Wherever the listing has a line with the string "AppError", copy that line out.

▶ Task inputs
◆ ◆ ◆ ◆ ◆ ◆ ◆

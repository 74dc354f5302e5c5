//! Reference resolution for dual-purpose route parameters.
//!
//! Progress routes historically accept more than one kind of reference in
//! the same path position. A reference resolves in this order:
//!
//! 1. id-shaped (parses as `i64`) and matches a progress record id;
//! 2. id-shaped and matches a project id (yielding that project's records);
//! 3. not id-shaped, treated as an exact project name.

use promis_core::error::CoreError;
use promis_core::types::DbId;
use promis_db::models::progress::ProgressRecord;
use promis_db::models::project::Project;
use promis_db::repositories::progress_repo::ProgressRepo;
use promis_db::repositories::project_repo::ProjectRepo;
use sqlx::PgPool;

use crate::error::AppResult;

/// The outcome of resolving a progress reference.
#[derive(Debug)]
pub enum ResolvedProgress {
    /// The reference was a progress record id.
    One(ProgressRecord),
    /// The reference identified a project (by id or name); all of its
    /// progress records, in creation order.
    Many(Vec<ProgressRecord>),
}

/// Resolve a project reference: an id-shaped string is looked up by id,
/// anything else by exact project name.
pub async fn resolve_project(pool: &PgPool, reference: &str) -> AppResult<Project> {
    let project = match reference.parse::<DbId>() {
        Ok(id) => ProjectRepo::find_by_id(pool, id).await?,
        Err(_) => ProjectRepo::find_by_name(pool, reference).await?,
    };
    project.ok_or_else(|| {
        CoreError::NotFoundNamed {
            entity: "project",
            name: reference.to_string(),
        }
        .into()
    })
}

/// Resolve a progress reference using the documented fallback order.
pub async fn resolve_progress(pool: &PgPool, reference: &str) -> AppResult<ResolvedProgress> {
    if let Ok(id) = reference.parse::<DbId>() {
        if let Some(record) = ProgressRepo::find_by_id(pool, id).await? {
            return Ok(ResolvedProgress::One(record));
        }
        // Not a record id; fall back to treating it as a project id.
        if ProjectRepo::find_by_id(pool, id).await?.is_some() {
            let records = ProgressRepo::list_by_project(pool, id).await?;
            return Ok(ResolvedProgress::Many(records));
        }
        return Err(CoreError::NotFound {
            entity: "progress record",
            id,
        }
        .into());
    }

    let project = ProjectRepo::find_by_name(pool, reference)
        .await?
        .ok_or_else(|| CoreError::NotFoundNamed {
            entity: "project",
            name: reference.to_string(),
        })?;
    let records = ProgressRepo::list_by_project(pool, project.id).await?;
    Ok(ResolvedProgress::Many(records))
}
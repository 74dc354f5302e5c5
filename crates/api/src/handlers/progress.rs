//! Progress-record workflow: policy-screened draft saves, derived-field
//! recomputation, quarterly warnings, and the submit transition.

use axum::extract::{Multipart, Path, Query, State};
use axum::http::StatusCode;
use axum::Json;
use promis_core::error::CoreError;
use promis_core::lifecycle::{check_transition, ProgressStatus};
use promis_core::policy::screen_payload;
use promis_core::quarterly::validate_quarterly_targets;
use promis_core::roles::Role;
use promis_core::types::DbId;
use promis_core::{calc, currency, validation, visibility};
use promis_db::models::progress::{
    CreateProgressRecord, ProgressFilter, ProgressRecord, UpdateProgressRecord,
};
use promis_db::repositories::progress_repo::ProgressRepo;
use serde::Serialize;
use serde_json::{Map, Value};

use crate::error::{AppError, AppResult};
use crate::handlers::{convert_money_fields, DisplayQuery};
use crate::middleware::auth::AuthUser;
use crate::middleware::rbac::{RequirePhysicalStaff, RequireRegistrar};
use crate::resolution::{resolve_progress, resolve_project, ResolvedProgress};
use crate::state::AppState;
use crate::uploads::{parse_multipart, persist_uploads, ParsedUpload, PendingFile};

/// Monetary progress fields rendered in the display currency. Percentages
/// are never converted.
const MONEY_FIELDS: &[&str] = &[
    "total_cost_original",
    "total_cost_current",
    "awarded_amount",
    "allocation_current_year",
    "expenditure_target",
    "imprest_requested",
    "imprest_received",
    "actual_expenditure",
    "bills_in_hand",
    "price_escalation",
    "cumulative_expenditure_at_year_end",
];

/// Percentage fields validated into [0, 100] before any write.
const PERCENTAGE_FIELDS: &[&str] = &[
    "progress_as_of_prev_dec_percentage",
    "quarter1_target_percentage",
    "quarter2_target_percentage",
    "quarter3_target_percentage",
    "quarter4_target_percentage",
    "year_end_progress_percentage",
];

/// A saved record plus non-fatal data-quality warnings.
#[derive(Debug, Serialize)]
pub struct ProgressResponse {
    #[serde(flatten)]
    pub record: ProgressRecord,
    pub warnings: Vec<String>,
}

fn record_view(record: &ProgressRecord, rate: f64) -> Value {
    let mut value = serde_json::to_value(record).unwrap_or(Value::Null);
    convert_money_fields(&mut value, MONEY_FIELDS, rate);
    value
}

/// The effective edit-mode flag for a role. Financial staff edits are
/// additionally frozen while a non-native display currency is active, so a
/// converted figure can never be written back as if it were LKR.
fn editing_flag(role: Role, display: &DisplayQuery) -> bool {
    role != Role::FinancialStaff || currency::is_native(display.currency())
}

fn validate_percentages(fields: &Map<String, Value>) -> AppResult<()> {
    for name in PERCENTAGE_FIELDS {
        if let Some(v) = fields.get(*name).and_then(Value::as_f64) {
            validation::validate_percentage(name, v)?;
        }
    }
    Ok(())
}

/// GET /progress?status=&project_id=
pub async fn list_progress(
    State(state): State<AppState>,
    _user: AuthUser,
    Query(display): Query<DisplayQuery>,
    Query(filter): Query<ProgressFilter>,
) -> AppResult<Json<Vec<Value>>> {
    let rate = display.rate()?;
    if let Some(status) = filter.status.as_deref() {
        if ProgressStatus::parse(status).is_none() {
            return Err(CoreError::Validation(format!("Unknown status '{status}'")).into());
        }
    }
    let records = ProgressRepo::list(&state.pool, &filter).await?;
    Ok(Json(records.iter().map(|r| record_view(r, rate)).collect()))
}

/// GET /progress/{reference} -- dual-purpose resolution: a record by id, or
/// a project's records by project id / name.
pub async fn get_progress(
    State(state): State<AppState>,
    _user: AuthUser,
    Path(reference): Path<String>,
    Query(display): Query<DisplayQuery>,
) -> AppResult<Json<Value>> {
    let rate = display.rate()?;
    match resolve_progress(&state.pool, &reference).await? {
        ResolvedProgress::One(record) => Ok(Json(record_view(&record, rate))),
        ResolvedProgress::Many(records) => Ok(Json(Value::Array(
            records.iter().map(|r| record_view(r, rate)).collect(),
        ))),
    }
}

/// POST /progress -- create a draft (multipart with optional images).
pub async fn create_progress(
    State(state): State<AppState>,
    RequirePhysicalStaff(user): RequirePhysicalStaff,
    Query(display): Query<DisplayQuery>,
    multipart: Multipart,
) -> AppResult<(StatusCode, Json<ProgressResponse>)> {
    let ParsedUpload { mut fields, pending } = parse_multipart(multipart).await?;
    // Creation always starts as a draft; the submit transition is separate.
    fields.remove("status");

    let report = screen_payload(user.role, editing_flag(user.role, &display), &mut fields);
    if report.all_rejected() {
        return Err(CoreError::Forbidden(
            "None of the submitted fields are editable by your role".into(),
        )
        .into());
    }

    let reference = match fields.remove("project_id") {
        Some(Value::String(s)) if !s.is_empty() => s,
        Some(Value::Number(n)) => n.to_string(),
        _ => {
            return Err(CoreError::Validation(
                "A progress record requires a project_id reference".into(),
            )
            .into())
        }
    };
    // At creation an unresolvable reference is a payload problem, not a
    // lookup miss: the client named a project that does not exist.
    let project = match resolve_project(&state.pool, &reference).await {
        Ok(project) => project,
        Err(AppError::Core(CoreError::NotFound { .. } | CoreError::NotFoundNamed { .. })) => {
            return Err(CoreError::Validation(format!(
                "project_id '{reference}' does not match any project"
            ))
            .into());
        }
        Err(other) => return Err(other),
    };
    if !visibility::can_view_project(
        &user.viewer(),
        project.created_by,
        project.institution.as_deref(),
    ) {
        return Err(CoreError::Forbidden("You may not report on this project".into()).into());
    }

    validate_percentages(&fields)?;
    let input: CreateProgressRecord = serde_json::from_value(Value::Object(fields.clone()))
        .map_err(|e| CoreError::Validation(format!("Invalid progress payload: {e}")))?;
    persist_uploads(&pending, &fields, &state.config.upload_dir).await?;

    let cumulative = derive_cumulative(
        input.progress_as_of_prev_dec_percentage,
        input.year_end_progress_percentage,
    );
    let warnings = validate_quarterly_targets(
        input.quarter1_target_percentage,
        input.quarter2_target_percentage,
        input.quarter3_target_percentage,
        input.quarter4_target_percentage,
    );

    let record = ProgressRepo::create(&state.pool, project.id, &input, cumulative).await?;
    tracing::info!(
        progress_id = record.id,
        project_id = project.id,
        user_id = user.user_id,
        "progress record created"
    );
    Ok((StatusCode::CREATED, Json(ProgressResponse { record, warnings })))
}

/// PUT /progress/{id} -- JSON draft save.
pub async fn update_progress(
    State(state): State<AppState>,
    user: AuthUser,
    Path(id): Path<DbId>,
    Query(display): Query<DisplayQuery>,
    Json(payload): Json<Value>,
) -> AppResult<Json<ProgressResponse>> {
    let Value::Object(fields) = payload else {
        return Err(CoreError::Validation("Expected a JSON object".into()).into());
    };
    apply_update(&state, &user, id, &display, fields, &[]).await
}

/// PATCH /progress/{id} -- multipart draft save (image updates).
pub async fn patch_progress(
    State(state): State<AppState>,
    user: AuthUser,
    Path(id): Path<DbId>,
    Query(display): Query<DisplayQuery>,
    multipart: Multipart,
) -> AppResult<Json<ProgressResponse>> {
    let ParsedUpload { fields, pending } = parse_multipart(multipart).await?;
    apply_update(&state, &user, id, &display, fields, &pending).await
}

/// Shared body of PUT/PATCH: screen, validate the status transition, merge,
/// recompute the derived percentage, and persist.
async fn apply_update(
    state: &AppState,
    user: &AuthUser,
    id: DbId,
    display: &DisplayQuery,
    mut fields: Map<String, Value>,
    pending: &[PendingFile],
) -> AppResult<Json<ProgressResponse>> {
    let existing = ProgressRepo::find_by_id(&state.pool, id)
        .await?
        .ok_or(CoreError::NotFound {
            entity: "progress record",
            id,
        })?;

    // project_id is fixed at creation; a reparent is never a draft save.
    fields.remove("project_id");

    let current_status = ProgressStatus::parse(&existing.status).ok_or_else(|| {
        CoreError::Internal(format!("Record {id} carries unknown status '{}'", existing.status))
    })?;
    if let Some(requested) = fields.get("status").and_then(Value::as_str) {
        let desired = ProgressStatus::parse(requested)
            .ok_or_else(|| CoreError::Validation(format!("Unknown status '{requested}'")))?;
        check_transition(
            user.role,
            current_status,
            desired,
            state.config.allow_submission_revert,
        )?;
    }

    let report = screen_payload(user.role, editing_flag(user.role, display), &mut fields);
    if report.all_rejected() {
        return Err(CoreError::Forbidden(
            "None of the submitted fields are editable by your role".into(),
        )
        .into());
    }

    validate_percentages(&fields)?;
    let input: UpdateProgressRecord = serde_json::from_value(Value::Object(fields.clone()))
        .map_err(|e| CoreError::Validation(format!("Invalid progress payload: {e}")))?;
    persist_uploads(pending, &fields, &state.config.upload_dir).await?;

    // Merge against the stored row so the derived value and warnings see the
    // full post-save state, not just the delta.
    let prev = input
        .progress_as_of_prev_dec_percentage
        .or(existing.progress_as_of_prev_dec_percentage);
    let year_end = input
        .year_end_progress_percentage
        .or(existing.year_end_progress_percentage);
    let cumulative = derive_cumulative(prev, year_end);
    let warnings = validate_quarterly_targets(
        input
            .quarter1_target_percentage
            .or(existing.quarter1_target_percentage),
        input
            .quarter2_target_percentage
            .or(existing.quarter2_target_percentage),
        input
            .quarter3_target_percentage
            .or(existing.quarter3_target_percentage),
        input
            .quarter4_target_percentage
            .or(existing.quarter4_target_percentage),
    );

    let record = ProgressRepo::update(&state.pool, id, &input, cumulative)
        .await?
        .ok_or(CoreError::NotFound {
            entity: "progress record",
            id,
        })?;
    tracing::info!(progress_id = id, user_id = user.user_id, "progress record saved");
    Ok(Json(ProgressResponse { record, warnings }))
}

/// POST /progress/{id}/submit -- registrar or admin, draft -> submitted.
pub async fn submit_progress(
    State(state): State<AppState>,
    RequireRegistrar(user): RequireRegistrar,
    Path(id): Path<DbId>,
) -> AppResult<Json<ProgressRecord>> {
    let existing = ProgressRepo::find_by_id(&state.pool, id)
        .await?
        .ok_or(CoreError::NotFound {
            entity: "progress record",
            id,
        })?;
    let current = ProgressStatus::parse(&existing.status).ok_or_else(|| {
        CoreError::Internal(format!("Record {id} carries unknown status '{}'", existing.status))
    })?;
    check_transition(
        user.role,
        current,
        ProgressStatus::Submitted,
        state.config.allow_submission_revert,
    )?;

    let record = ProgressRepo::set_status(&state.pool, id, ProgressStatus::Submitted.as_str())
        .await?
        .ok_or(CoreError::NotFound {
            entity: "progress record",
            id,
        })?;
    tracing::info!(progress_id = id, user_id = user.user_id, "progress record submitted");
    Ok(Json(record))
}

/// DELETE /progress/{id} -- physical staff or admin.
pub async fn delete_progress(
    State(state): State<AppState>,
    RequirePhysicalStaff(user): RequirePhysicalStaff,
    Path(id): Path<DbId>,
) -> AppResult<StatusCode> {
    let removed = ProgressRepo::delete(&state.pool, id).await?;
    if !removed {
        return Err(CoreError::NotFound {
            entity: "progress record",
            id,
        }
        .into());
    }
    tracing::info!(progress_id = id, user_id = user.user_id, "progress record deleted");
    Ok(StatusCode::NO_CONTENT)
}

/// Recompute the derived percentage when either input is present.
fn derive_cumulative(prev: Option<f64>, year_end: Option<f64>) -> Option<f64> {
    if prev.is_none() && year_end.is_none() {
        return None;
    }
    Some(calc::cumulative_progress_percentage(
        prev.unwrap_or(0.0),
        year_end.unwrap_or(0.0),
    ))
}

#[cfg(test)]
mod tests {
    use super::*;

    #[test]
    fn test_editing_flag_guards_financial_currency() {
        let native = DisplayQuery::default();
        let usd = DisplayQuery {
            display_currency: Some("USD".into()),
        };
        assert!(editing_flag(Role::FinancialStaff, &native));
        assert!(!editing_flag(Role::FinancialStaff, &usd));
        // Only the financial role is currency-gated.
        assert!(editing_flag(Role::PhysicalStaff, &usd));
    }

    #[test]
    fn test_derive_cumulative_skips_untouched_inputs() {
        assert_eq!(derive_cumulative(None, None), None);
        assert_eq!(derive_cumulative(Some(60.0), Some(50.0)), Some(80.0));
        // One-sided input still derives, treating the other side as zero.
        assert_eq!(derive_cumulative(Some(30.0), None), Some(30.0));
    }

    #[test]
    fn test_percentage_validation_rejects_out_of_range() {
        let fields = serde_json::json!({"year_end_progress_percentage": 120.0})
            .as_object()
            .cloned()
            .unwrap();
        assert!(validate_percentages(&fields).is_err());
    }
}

◆ ◆ ◆ ◆ ◆ ◆ ◆

▶ Task response
use crate::error::{AppError, AppResult};
        Err(AppError::Core(CoreError::NotFound { .. } | CoreError::NotFoundNamed { .. })) => {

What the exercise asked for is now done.